#### Goal of the exercise:
Give again, word for word, every line below from the one that has "pub type CK_C_Decrypt = CK_C_CryptData;" through the one that has "pub type CK_C_SignInit = CK_C_CryptInit;", both included, and no others.

#### Supplied records:
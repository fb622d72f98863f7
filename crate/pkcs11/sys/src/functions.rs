// Copyright 2022 Google LLC
//
// Licensed under the Apache License, Version 2.0 (the "License");
// you may not use this file except in compliance with the License.
// You may obtain a copy of the License at
//
//      http://www.apache.org/licenses/LICENSE-2.0
//
// Unless required by applicable law or agreed to in writing, software
// distributed under the License is distributed on an "AS IS" BASIS,
// WITHOUT WARRANTIES OR CONDITIONS OF ANY KIND, either express or implied.
// See the License for the specific language governing permissions and
// limitations under the License.

//! Entry point signatures and the `CK_FUNCTION_LIST` table.

use crate::types::{
    zeroed_default, CK_ATTRIBUTE_PTR, CK_BBOOL, CK_BYTE_PTR, CK_FLAGS, CK_INFO_PTR,
    CK_MECHANISM_INFO_PTR, CK_MECHANISM_PTR, CK_MECHANISM_TYPE, CK_MECHANISM_TYPE_PTR, CK_NOTIFY,
    CK_OBJECT_HANDLE, CK_OBJECT_HANDLE_PTR, CK_RV, CK_SESSION_HANDLE, CK_SESSION_HANDLE_PTR,
    CK_SESSION_INFO_PTR, CK_SLOT_ID, CK_SLOT_ID_PTR, CK_SLOT_INFO_PTR, CK_TOKEN_INFO_PTR,
    CK_ULONG, CK_ULONG_PTR, CK_USER_TYPE, CK_UTF8CHAR_PTR, CK_VERSION, CK_VOID_PTR,
};

pub type CK_FUNCTION_LIST_PTR = *mut CK_FUNCTION_LIST;
pub type CK_FUNCTION_LIST_PTR_PTR = *mut CK_FUNCTION_LIST_PTR;

pub type CK_C_Initialize = Option<unsafe extern "C" fn(pInitArgs: CK_VOID_PTR) -> CK_RV>;
pub type CK_C_Finalize = Option<unsafe extern "C" fn(pReserved: CK_VOID_PTR) -> CK_RV>;
pub type CK_C_GetInfo = Option<unsafe extern "C" fn(pInfo: CK_INFO_PTR) -> CK_RV>;
pub type CK_C_GetFunctionList =
    Option<unsafe extern "C" fn(ppFunctionList: CK_FUNCTION_LIST_PTR_PTR) -> CK_RV>;
pub type CK_C_GetSlotList = Option<
    unsafe extern "C" fn(
        tokenPresent: CK_BBOOL,
        pSlotList: CK_SLOT_ID_PTR,
        pulCount: CK_ULONG_PTR,
    ) -> CK_RV,
>;
pub type CK_C_GetSlotInfo =
    Option<unsafe extern "C" fn(slotID: CK_SLOT_ID, pInfo: CK_SLOT_INFO_PTR) -> CK_RV>;
pub type CK_C_GetTokenInfo =
    Option<unsafe extern "C" fn(slotID: CK_SLOT_ID, pInfo: CK_TOKEN_INFO_PTR) -> CK_RV>;
pub type CK_C_GetMechanismList = Option<
    unsafe extern "C" fn(
        slotID: CK_SLOT_ID,
        pMechanismList: CK_MECHANISM_TYPE_PTR,
        pulCount: CK_ULONG_PTR,
    ) -> CK_RV,
>;
pub type CK_C_GetMechanismInfo = Option<
    unsafe extern "C" fn(
        slotID: CK_SLOT_ID,
        type_: CK_MECHANISM_TYPE,
        pInfo: CK_MECHANISM_INFO_PTR,
    ) -> CK_RV,
>;
pub type CK_C_InitToken = Option<
    unsafe extern "C" fn(
        slotID: CK_SLOT_ID,
        pPin: CK_UTF8CHAR_PTR,
        ulPinLen: CK_ULONG,
        pLabel: CK_UTF8CHAR_PTR,
    ) -> CK_RV,
>;
pub type CK_C_InitPIN = Option<
    unsafe extern "C" fn(
        hSession: CK_SESSION_HANDLE,
        pPin: CK_UTF8CHAR_PTR,
        ulPinLen: CK_ULONG,
    ) -> CK_RV,
>;
pub type CK_C_SetPIN = Option<
    unsafe extern "C" fn(
        hSession: CK_SESSION_HANDLE,
        pOldPin: CK_UTF8CHAR_PTR,
        ulOldLen: CK_ULONG,
        pNewPin: CK_UTF8CHAR_PTR,
        ulNewLen: CK_ULONG,
    ) -> CK_RV,
>;
pub type CK_C_OpenSession = Option<
    unsafe extern "C" fn(
        slotID: CK_SLOT_ID,
        flags: CK_FLAGS,
        pApplication: CK_VOID_PTR,
        Notify: CK_NOTIFY,
        phSession: CK_SESSION_HANDLE_PTR,
    ) -> CK_RV,
>;
pub type CK_C_CloseSession = Option<unsafe extern "C" fn(hSession: CK_SESSION_HANDLE) -> CK_RV>;
pub type CK_C_CloseAllSessions = Option<unsafe extern "C" fn(slotID: CK_SLOT_ID) -> CK_RV>;
pub type CK_C_GetSessionInfo =
    Option<unsafe extern "C" fn(hSession: CK_SESSION_HANDLE, pInfo: CK_SESSION_INFO_PTR) -> CK_RV>;
pub type CK_C_GetOperationState = Option<
    unsafe extern "C" fn(
        hSession: CK_SESSION_HANDLE,
        pOperationState: CK_BYTE_PTR,
        pulOperationStateLen: CK_ULONG_PTR,
    ) -> CK_RV,
>;
pub type CK_C_SetOperationState = Option<
    unsafe extern "C" fn(
        hSession: CK_SESSION_HANDLE,
        pOperationState: CK_BYTE_PTR,
        ulOperationStateLen: CK_ULONG,
        hEncryptionKey: CK_OBJECT_HANDLE,
        hAuthenticationKey: CK_OBJECT_HANDLE,
    ) -> CK_RV,
>;
pub type CK_C_Login = Option<
    unsafe extern "C" fn(
        hSession: CK_SESSION_HANDLE,
        userType: CK_USER_TYPE,
        pPin: CK_UTF8CHAR_PTR,
        ulPinLen: CK_ULONG,
    ) -> CK_RV,
>;
pub type CK_C_Logout = Option<unsafe extern "C" fn(hSession: CK_SESSION_HANDLE) -> CK_RV>;
pub type CK_C_CreateObject = Option<
    unsafe extern "C" fn(
        hSession: CK_SESSION_HANDLE,
        pTemplate: CK_ATTRIBUTE_PTR,
        ulCount: CK_ULONG,
        phObject: CK_OBJECT_HANDLE_PTR,
    ) -> CK_RV,
>;
pub type CK_C_CopyObject = Option<
    unsafe extern "C" fn(
        hSession: CK_SESSION_HANDLE,
        hObject: CK_OBJECT_HANDLE,
        pTemplate: CK_ATTRIBUTE_PTR,
        ulCount: CK_ULONG,
        phNewObject: CK_OBJECT_HANDLE_PTR,
    ) -> CK_RV,
>;
pub type CK_C_DestroyObject =
    Option<unsafe extern "C" fn(hSession: CK_SESSION_HANDLE, hObject: CK_OBJECT_HANDLE) -> CK_RV>;
pub type CK_C_GetObjectSize = Option<
    unsafe extern "C" fn(
        hSession: CK_SESSION_HANDLE,
        hObject: CK_OBJECT_HANDLE,
        pulSize: CK_ULONG_PTR,
    ) -> CK_RV,
>;
pub type CK_C_GetAttributeValue = Option<
    unsafe extern "C" fn(
        hSession: CK_SESSION_HANDLE,
        hObject: CK_OBJECT_HANDLE,
        pTemplate: CK_ATTRIBUTE_PTR,
        ulCount: CK_ULONG,
    ) -> CK_RV,
>;
pub type CK_C_SetAttributeValue = CK_C_GetAttributeValue;
pub type CK_C_FindObjectsInit = Option<
    unsafe extern "C" fn(
        hSession: CK_SESSION_HANDLE,
        pTemplate: CK_ATTRIBUTE_PTR,
        ulCount: CK_ULONG,
    ) -> CK_RV,
>;
pub type CK_C_FindObjects = Option<
    unsafe extern "C" fn(
        hSession: CK_SESSION_HANDLE,
        phObject: CK_OBJECT_HANDLE_PTR,
        ulMaxObjectCount: CK_ULONG,
        pulObjectCount: CK_ULONG_PTR,
    ) -> CK_RV,
>;
pub type CK_C_FindObjectsFinal = Option<unsafe extern "C" fn(hSession: CK_SESSION_HANDLE) -> CK_RV>;

/// `XxxInit(hSession, pMechanism, hKey)`.
pub type CK_C_CryptInit = Option<
    unsafe extern "C" fn(
        hSession: CK_SESSION_HANDLE,
        pMechanism: CK_MECHANISM_PTR,
        hKey: CK_OBJECT_HANDLE,
    ) -> CK_RV,
>;
/// Single-part or update call that writes an output buffer.
pub type CK_C_CryptData = Option<
    unsafe extern "C" fn(
        hSession: CK_SESSION_HANDLE,
        pInput: CK_BYTE_PTR,
        ulInputLen: CK_ULONG,
        pOutput: CK_BYTE_PTR,
        pulOutputLen: CK_ULONG_PTR,
    ) -> CK_RV,
>;
/// Final call that only writes an output buffer.
pub type CK_C_CryptFinal = Option<
    unsafe extern "C" fn(
        hSession: CK_SESSION_HANDLE,
        pOutput: CK_BYTE_PTR,
        pulOutputLen: CK_ULONG_PTR,
    ) -> CK_RV,
>;
/// Update call that consumes input without output.
pub type CK_C_CryptUpdateIn = Option<
    unsafe extern "C" fn(
        hSession: CK_SESSION_HANDLE,
        pPart: CK_BYTE_PTR,
        ulPartLen: CK_ULONG,
    ) -> CK_RV,
>;

pub type CK_C_EncryptInit = CK_C_CryptInit;
pub type CK_C_Encrypt = CK_C_CryptData;
pub type CK_C_EncryptUpdate = CK_C_CryptData;
pub type CK_C_EncryptFinal = CK_C_CryptFinal;
pub type CK_C_DecryptInit = CK_C_CryptInit;
pub type CK_C_Decrypt = CK_C_CryptData;
pub type CK_C_DecryptUpdate = CK_C_CryptData;
pub type CK_C_DecryptFinal = CK_C_CryptFinal;
pub type CK_C_DigestInit = Option<
    unsafe extern "C" fn(hSession: CK_SESSION_HANDLE, pMechanism: CK_MECHANISM_PTR) -> CK_RV,
>;
pub type CK_C_Digest = CK_C_CryptData;
pub type CK_C_DigestUpdate = CK_C_CryptUpdateIn;
pub type CK_C_DigestKey =
    Option<unsafe extern "C" fn(hSession: CK_SESSION_HANDLE, hKey: CK_OBJECT_HANDLE) -> CK_RV>;
pub type CK_C_DigestFinal = CK_C_CryptFinal;
pub type CK_C_SignInit = CK_C_CryptInit;
pub type CK_C_Sign = CK_C_CryptData;
pub type CK_C_SignUpdate = CK_C_CryptUpdateIn;
pub type CK_C_SignFinal = CK_C_CryptFinal;
pub type CK_C_SignRecoverInit = CK_C_CryptInit;
pub type CK_C_SignRecover = CK_C_CryptData;
pub type CK_C_VerifyInit = CK_C_CryptInit;
pub type CK_C_Verify = Option<
    unsafe extern "C" fn(
        hSession: CK_SESSION_HANDLE,
        pData: CK_BYTE_PTR,
        ulDataLen: CK_ULONG,
        pSignature: CK_BYTE_PTR,
        ulSignatureLen: CK_ULONG,
    ) -> CK_RV,
>;
pub type CK_C_VerifyUpdate = CK_C_CryptUpdateIn;
pub type CK_C_VerifyFinal = CK_C_CryptUpdateIn;
pub type CK_C_VerifyRecoverInit = CK_C_CryptInit;
pub type CK_C_VerifyRecover = CK_C_CryptData;
pub type CK_C_DigestEncryptUpdate = CK_C_CryptData;
pub type CK_C_DecryptDigestUpdate = CK_C_CryptData;
pub type CK_C_SignEncryptUpdate = CK_C_CryptData;
pub type CK_C_DecryptVerifyUpdate = CK_C_CryptData;
pub type CK_C_GenerateKey = Option<
    unsafe extern "C" fn(
        hSession: CK_SESSION_HANDLE,
        pMechanism: CK_MECHANISM_PTR,
        pTemplate: CK_ATTRIBUTE_PTR,
        ulCount: CK_ULONG,
        phKey: CK_OBJECT_HANDLE_PTR,
    ) -> CK_RV,
>;
pub type CK_C_GenerateKeyPair = Option<
    unsafe extern "C" fn(
        hSession: CK_SESSION_HANDLE,
        pMechanism: CK_MECHANISM_PTR,
        pPublicKeyTemplate: CK_ATTRIBUTE_PTR,
        ulPublicKeyAttributeCount: CK_ULONG,
        pPrivateKeyTemplate: CK_ATTRIBUTE_PTR,
        ulPrivateKeyAttributeCount: CK_ULONG,
        phPublicKey: CK_OBJECT_HANDLE_PTR,
        phPrivateKey: CK_OBJECT_HANDLE_PTR,
    ) -> CK_RV,
>;
pub type CK_C_WrapKey = Option<
    unsafe extern "C" fn(
        hSession: CK_SESSION_HANDLE,
        pMechanism: CK_MECHANISM_PTR,
        hWrappingKey: CK_OBJECT_HANDLE,
        hKey: CK_OBJECT_HANDLE,
        pWrappedKey: CK_BYTE_PTR,
        pulWrappedKeyLen: CK_ULONG_PTR,
    ) -> CK_RV,
>;
pub type CK_C_UnwrapKey = Option<
    unsafe extern "C" fn(
        hSession: CK_SESSION_HANDLE,
        pMechanism: CK_MECHANISM_PTR,
        hUnwrappingKey: CK_OBJECT_HANDLE,
        pWrappedKey: CK_BYTE_PTR,
        ulWrappedKeyLen: CK_ULONG,
        pTemplate: CK_ATTRIBUTE_PTR,
        ulAttributeCount: CK_ULONG,
        phKey: CK_OBJECT_HANDLE_PTR,
    ) -> CK_RV,
>;
pub type CK_C_DeriveKey = Option<
    unsafe extern "C" fn(
        hSession: CK_SESSION_HANDLE,
        pMechanism: CK_MECHANISM_PTR,
        hBaseKey: CK_OBJECT_HANDLE,
        pTemplate: CK_ATTRIBUTE_PTR,
        ulAttributeCount: CK_ULONG,
        phKey: CK_OBJECT_HANDLE_PTR,
    ) -> CK_RV,
>;
pub type CK_C_SeedRandom = CK_C_CryptUpdateIn;
pub type CK_C_GenerateRandom = Option<
    unsafe extern "C" fn(
        hSession: CK_SESSION_HANDLE,
        RandomData: CK_BYTE_PTR,
        ulRandomLen: CK_ULONG,
    ) -> CK_RV,
>;
pub type CK_C_GetFunctionStatus =
    Option<unsafe extern "C" fn(hSession: CK_SESSION_HANDLE) -> CK_RV>;
pub type CK_C_CancelFunction = Option<unsafe extern "C" fn(hSession: CK_SESSION_HANDLE) -> CK_RV>;
pub type CK_C_WaitForSlotEvent = Option<
    unsafe extern "C" fn(flags: CK_FLAGS, pSlot: CK_SLOT_ID_PTR, pReserved: CK_VOID_PTR) -> CK_RV,
>;

#[repr(C)]
#[derive(Copy, Clone)]
pub struct CK_FUNCTION_LIST {
    pub version: CK_VERSION,
    pub C_Initialize: CK_C_Initialize,
    pub C_Finalize: CK_C_Finalize,
    pub C_GetInfo: CK_C_GetInfo,
    pub C_GetFunctionList: CK_C_GetFunctionList,
    pub C_GetSlotList: CK_C_GetSlotList,
    pub C_GetSlotInfo: CK_C_GetSlotInfo,
    pub C_GetTokenInfo: CK_C_GetTokenInfo,
    pub C_GetMechanismList: CK_C_GetMechanismList,
    pub C_GetMechanismInfo: CK_C_GetMechanismInfo,
    pub C_InitToken: CK_C_InitToken,
    pub C_InitPIN: CK_C_InitPIN,
    pub C_SetPIN: CK_C_SetPIN,
    pub C_OpenSession: CK_C_OpenSession,
    pub C_CloseSession: CK_C_CloseSession,
    pub C_CloseAllSessions: CK_C_CloseAllSessions,
    pub C_GetSessionInfo: CK_C_GetSessionInfo,
    pub C_GetOperationState: CK_C_GetOperationState,
    pub C_SetOperationState: CK_C_SetOperationState,
    pub C_Login: CK_C_Login,
    pub C_Logout: CK_C_Logout,
    pub C_CreateObject: CK_C_CreateObject,
    pub C_CopyObject: CK_C_CopyObject,
    pub C_DestroyObject: CK_C_DestroyObject,
    pub C_GetObjectSize: CK_C_GetObjectSize,
    pub C_GetAttributeValue: CK_C_GetAttributeValue,
    pub C_SetAttributeValue: CK_C_SetAttributeValue,
    pub C_FindObjectsInit: CK_C_FindObjectsInit,
    pub C_FindObjects: CK_C_FindObjects,
    pub C_FindObjectsFinal: CK_C_FindObjectsFinal,
    pub C_EncryptInit: CK_C_EncryptInit,
    pub C_Encrypt: CK_C_Encrypt,
    pub C_EncryptUpdate: CK_C_EncryptUpdate,
    pub C_EncryptFinal: CK_C_EncryptFinal,
    pub C_DecryptInit: CK_C_DecryptInit,
    pub C_Decrypt: CK_C_Decrypt,
    pub C_DecryptUpdate: CK_C_DecryptUpdate,
    pub C_DecryptFinal: CK_C_DecryptFinal,
    pub C_DigestInit: CK_C_DigestInit,
    pub C_Digest: CK_C_Digest,
    pub C_DigestUpdate: CK_C_DigestUpdate,
    pub C_DigestKey: CK_C_DigestKey,
    pub C_DigestFinal: CK_C_DigestFinal,
    pub C_SignInit: CK_C_SignInit,
    pub C_Sign: CK_C_Sign,
    pub C_SignUpdate: CK_C_SignUpdate,
    pub C_SignFinal: CK_C_SignFinal,
    pub C_SignRecoverInit: CK_C_SignRecoverInit,
    pub C_SignRecover: CK_C_SignRecover,
    pub C_VerifyInit: CK_C_VerifyInit,
    pub C_Verify: CK_C_Verify,
    pub C_VerifyUpdate: CK_C_VerifyUpdate,
    pub C_VerifyFinal: CK_C_VerifyFinal,
    pub C_VerifyRecoverInit: CK_C_VerifyRecoverInit,
    pub C_VerifyRecover: CK_C_VerifyRecover,
    pub C_DigestEncryptUpdate: CK_C_DigestEncryptUpdate,
    pub C_DecryptDigestUpdate: CK_C_DecryptDigestUpdate,
    pub C_SignEncryptUpdate: CK_C_SignEncryptUpdate,
    pub C_DecryptVerifyUpdate: CK_C_DecryptVerifyUpdate,
    pub C_GenerateKey: CK_C_GenerateKey,
    pub C_GenerateKeyPair: CK_C_GenerateKeyPair,
    pub C_WrapKey: CK_C_WrapKey,
    pub C_UnwrapKey: CK_C_UnwrapKey,
    pub C_DeriveKey: CK_C_DeriveKey,
    pub C_SeedRandom: CK_C_SeedRandom,
    pub C_GenerateRandom: CK_C_GenerateRandom,
    pub C_GetFunctionStatus: CK_C_GetFunctionStatus,
    pub C_CancelFunction: CK_C_CancelFunction,
    pub C_WaitForSlotEvent: CK_C_WaitForSlotEvent,
}

zeroed_default!(CK_FUNCTION_LIST);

#### Solution to the exercise:
pub type CK_C_Decrypt = CK_C_CryptData;
pub type CK_C_DecryptUpdate = CK_C_CryptData;
pub type CK_C_DecryptFinal = CK_C_CryptFinal;
pub type CK_C_DigestInit = Option<
    unsafe extern "C" fn(hSession: CK_SESSION_HANDLE, pMechanism: CK_MECHANISM_PTR) -> CK_RV,
>;
pub type CK_C_Digest = CK_C_CryptData;
pub type CK_C_DigestUpdate = CK_C_CryptUpdateIn;
pub type CK_C_DigestKey =
    Option<unsafe extern "C" fn(hSession: CK_SESSION_HANDLE, hKey: CK_OBJECT_HANDLE) -> CK_RV>;
pub type CK_C_DigestFinal = CK_C_CryptFinal;
pub type CK_C_SignInit = CK_C_CryptInit;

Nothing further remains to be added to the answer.